## ACTION ITEM
Pick every line out of the entries below that holds the string "seeded", and report them.

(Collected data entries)
====================

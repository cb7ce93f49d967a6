use criterion::{black_box, criterion_group, criterion_main, BenchmarkId, Criterion, Throughput};

use warehouse_core::ProductId;
use warehouse_infra::{InMemoryWarehouseStore, OperationContext, WarehouseService};
use warehouse_inventory::{Article, BomLine, Product};

fn runtime() -> tokio::runtime::Runtime {
    tokio::runtime::Builder::new_current_thread()
        .enable_time()
        .build()
        .unwrap()
}

/// `products` products over a shared pool of `articles` articles, 4 lines each.
fn seeded(
    rt: &tokio::runtime::Runtime,
    articles: usize,
    products: usize,
) -> WarehouseService<InMemoryWarehouseStore> {
    let service = WarehouseService::new(InMemoryWarehouseStore::new());
    let ctx = OperationContext::background();

    let rows: Vec<Article> = (0..articles)
        .map(|i| Article::new(format!("a{i:05}"), format!("article {i}"), i64::MAX / 2))
        .collect();
    let catalog: Vec<Product> = (0..products)
        .map(|p| {
            let bom = (0..4)
                .map(|k| BomLine::new(format!("a{:05}", (p * 7 + k * 13) % articles), (k + 1) as i64))
                .collect();
            Product::new(format!("p{p:05}"), format!("product {p}"), bom)
        })
        .collect();

    rt.block_on(async {
        service.upsert_articles(&ctx, &rows).await.unwrap();
        service.upsert_products(&ctx, &catalog).await.unwrap();
    });
    service
}

fn bench_sell_product(c: &mut Criterion) {
    let rt = runtime();
    let service = seeded(&rt, 64, 16);
    let ctx = OperationContext::background();
    let product = ProductId::from("p00003");

    let mut group = c.benchmark_group("sell_product");
    group.throughput(Throughput::Elements(1));
    group.bench_function("in_memory_4_lines", |b| {
        b.iter(|| {
            rt.block_on(async {
                black_box(service.sell_product(&ctx, &product).await.unwrap());
            })
        })
    });
    group.finish();
}

fn bench_list_products_with_stock(c: &mut Criterion) {
    let rt = runtime();
    let ctx = OperationContext::background();

    let mut group = c.benchmark_group("list_products_with_stock");
    for products in [16usize, 256, 2048] {
        let service = seeded(&rt, 512, products);
        group.throughput(Throughput::Elements(products as u64));
        group.bench_with_input(BenchmarkId::from_parameter(products), &products, |b, _| {
            b.iter(|| {
                rt.block_on(async {
                    black_box(service.list_products_with_stock(&ctx).await.unwrap());
                })
            })
        });
    }
    group.finish();
}

criterion_group!(benches, bench_sell_product, bench_list_products_with_stock);
criterion_main!(benches);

====================

## ANSWER FOR THIS EXERCISE
fn seeded(
    let service = seeded(&rt, 64, 16);
        let service = seeded(&rt, 512, products);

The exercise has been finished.